The opposite of a speeding violation is a violation for driving too slowly, which can cause a hazard by blocking the flow of traffic. Most commonly, an officer will issue this type of ticket if a driver is driving slowly outside the right lane. A slow-moving vehicle should be in the right lane or a lane designated for slow-moving vehicles. The prosecution would need to show that you drove more slowly than the normal speed of traffic without driving as close as possible to the right edge of the road.
You will have a defense if you were about to make a left turn or if you were passing a vehicle in the right lane that was driving even more slowly than you were. If you are passing a slower vehicle, you will need to move back to the right lane as soon as it is safe. Another way to fight this type of ticket involves showing that you were traveling at the posted speed limit, if your state uses an absolute limit. You also might be able to argue that road or weather conditions made it unsafe to drive any faster under the circumstances, even though you were driving well below the limit.
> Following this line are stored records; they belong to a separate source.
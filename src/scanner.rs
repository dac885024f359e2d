//! Scanner (spec §4.1): the single forward pass that drives fragment
//! reading, marker extraction, classification, and (optionally) trimming,
//! assembling the flat token stream.

use crate::classifier::{self, Kind};
use crate::cursor::Cursor;
use crate::error::Error;
use crate::fragment;
use crate::marker;
use crate::token::{Fragment, Marker, Options, Token};

pub fn tokenize(input: &str, starting_line: usize, options: &Options) -> Result<Vec<Token>, Error> {
    let mut cursor = Cursor::new(input, starting_line);
    let mut text = String::new();
    let mut tokens = Vec::new();

    loop {
        if cursor.is_empty() {
            flush_text(&mut tokens, &mut text);
            return Ok(tokens);
        }

        if cursor.starts_with("<%%") {
            cursor.advance_past("<%%");
            text.push('<');
            text.push('%');
            continue;
        }

        if cursor.starts_with("<%#") {
            cursor.advance_past("<%#");
            fragment::read(&mut cursor)?;
            if options.trim {
                crate::trimmer::left_trim(&mut text);
                crate::trimmer::right_trim(&mut cursor);
            }
            continue;
        }

        if cursor.starts_with("<%") {
            let line = cursor.line();
            cursor.advance_past("<%");

            let fragment_marker = marker::extract(&mut cursor, &options.markers);
            let contents = fragment::read(&mut cursor)?;

            if options.trim {
                crate::trimmer::left_trim(&mut text);
            }
            flush_text(&mut tokens, &mut text);

            tokens.push(build_token(classifier::classify(&contents), line, fragment_marker, contents));

            if options.trim {
                crate::trimmer::right_trim(&mut cursor);
            }
            continue;
        }

        text.push(cursor.bump().expect("loop guarded by is_empty check above"));
    }
}

fn flush_text(tokens: &mut Vec<Token>, text: &mut String) {
    if !text.is_empty() {
        tokens.push(Token::Text(std::mem::take(text)));
    }
}

fn build_token(kind: Kind, line: usize, marker: Marker, contents: String) -> Token {
    let fragment = Fragment { line, marker, contents };
    match kind {
        Kind::Expr => Token::Expr(fragment),
        Kind::Start => Token::StartExpr(fragment),
        Kind::Middle => Token::MiddleExpr(fragment),
        Kind::End => Token::EndExpr(fragment),
    }
}

#[cfg(test)]
mod tests;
A variation on this violation involves driving so slowly in the right lane or on a one-lane road that you are blocking the flow of traffic. An officer usually can cite you for this violation if you drove at a speed below the normal and reasonable speed of traffic, and this lower speed was not required by safety reasons or the grade of the road. You can defend against this violation by showing that you were driving at the posted limit or that it was unsafe to drive faster under the circumstances. If you were driving at the speed limit, the fact that other cars were passing you does not mean that you should receive a ticket, since those drivers were violating the limit.
These cases basically come down to whether the driver or the officer tells a more convincing account of what was happening and what was safe at the time. The officer might say that a long line of traffic extended behind the driver, while the driver might point out that the pavement was rough, fog was drifting across the road, or they were dealing with a series of steep grades or sharp curves.
Failing to Use Turnouts
A driver who is traveling slowly with a line of traffic behind them usually is required to pull into a turnout and let the other vehicles pass. A turnout is a paved area next to the right side of the road. If you fail to use a turnout, an officer can ticket you. The prosecution would need to show that you were on a two-lane road (one lane in each direction) and were driving more slowly than the normal flow of traffic around you. There must have been at least a certain number of vehicles behind you that slowed down because of you. The number varies according to the state but is often about five. You must have failed to pull over at a turnout that was available and safe to use.
Some drivers believe that they should not have been cited for this violation if the road was in poor condition or if the weather was bad. However, this defense normally will not work. This is because the driver still could have used the turnout unless pulling over would have been hazardous, such as when there was a patch of snow or ice, or when their vehicle was too large to fit in the turnout.